Fannie and Freddie accounted for just part of lobbying expenditures that totaled $2.7 billion over this 10-year period, during which industry political action committees also made more than $1 billion in campaign contributions.

Attacks on regulators often came from Congress. Former Securities and Exchange Commission Chairman Arthur Levitt testified that once word of a proposed regulation got out, industry lobbyists would rush to sympathetic members of the congressional committee with jurisdiction, who in turn would "harass" SEC with frequent letters demanding answers to complex questions and appearances of officials before Congress. "These requests consumed much of the agency's time and discouraged it from making regulations," the report said. Levitt described it as "kind of a blood sport to make the particular agency look stupid or inept or venal."

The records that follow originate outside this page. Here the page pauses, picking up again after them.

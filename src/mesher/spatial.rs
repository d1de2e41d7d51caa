use std::collections::HashMap;

use nalgebra::Point3;

use crate::datatypes::{Node, NodeTag};

type CellKey = (i64, i64, i64);

/// Node arena with a uniform spatial hash for coincidence queries.
///
/// Tags are handed out densely from 1 in insertion order. Cells are one
/// tolerance wide, so any node within tolerance of a query point lives in one
/// of the 27 cells around it.
#[derive(Debug)]
pub struct NodeArena {
    nodes: Vec<Node>,
    cells: HashMap<CellKey, Vec<usize>>,
    tolerance: f64,
}

impl NodeArena {
    pub fn new(tolerance: f64) -> NodeArena {
        NodeArena {
            nodes: Vec::new(),
            cells: HashMap::new(),
            tolerance,
        }
    }

    pub fn tolerance(&self) -> f64 {
        self.tolerance
    }

    pub fn len(&self) -> usize {
        self.nodes.len()
    }

    fn key(&self, position: &Point3<f64>) -> CellKey {
        (
            (position.x / self.tolerance).floor() as i64,
            (position.y / self.tolerance).floor() as i64,
            (position.z / self.tolerance).floor() as i64,
        )
    }

    /// Appends a node without looking for coincident ones.
    pub fn push(&mut self, position: Point3<f64>) -> NodeTag {
        let index = self.nodes.len();
        let tag = index + 1;
        let key = self.key(&position);
        self.cells.entry(key).or_default().push(index);
        self.nodes.push(Node { tag, position });
        tag
    }

    /// Tag of the nearest node within tolerance of `position`.
    pub fn find(&self, position: &Point3<f64>) -> Option<NodeTag> {
        let (cx, cy, cz) = self.key(position);
        let mut best: Option<(f64, usize)> = None;

        for dx in -1..=1 {
            for dy in -1..=1 {
                for dz in -1..=1 {
                    let Some(bucket) = self.cells.get(&(cx + dx, cy + dy, cz + dz)) else {
                        continue;
                    };
                    for &i in bucket {
                        let distance = (self.nodes[i].position - position).norm();
                        if distance > self.tolerance {
                            continue;
                        }
                        // ties go to the older node
                        match best {
                            Some((d, j)) if d < distance || (d == distance && j < i) => {}
                            _ => best = Some((distance, i)),
                        }
                    }
                }
            }
        }

        best.map(|(_, i)| self.nodes[i].tag)
    }

    /// Reuses a coincident node or appends a new one. The flag is true when
    /// an existing node was reused.
    pub fn find_or_push(&mut self, position: Point3<f64>) -> (NodeTag, bool) {
        match self.find(&position) {
            Some(tag) => (tag, true),
            None => (self.push(position), false),
        }
    }

    pub fn into_nodes(self) -> Vec<Node> {
        self.nodes
    }
}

In public administration theory, agency rule-making follows orderly procedures. But the commission report paints a very different picture. And the very idea of regulation in the public interest is open to question, as was seen when the incoming chairman of the House Financial Services Committee, Rep. Spencer Bachus, R-Ala., told The Birmingham News that in his view, "the regulators are there to serve the banks." Mary L. Schapiro, chairwoman of SEC, on Feb. 3 complained budget cuts would make it impossible to effectively enforce the new financial regulatory reform law passed last year. And Rep. Darrell Issa, R-Calif., the new chairman of the Oversight and Government Reform Committee, has asked 150 trade associations, companies and think tanks to provide him a list of burdensome regulations-presaging uncomfortable times for many agencies and their executives.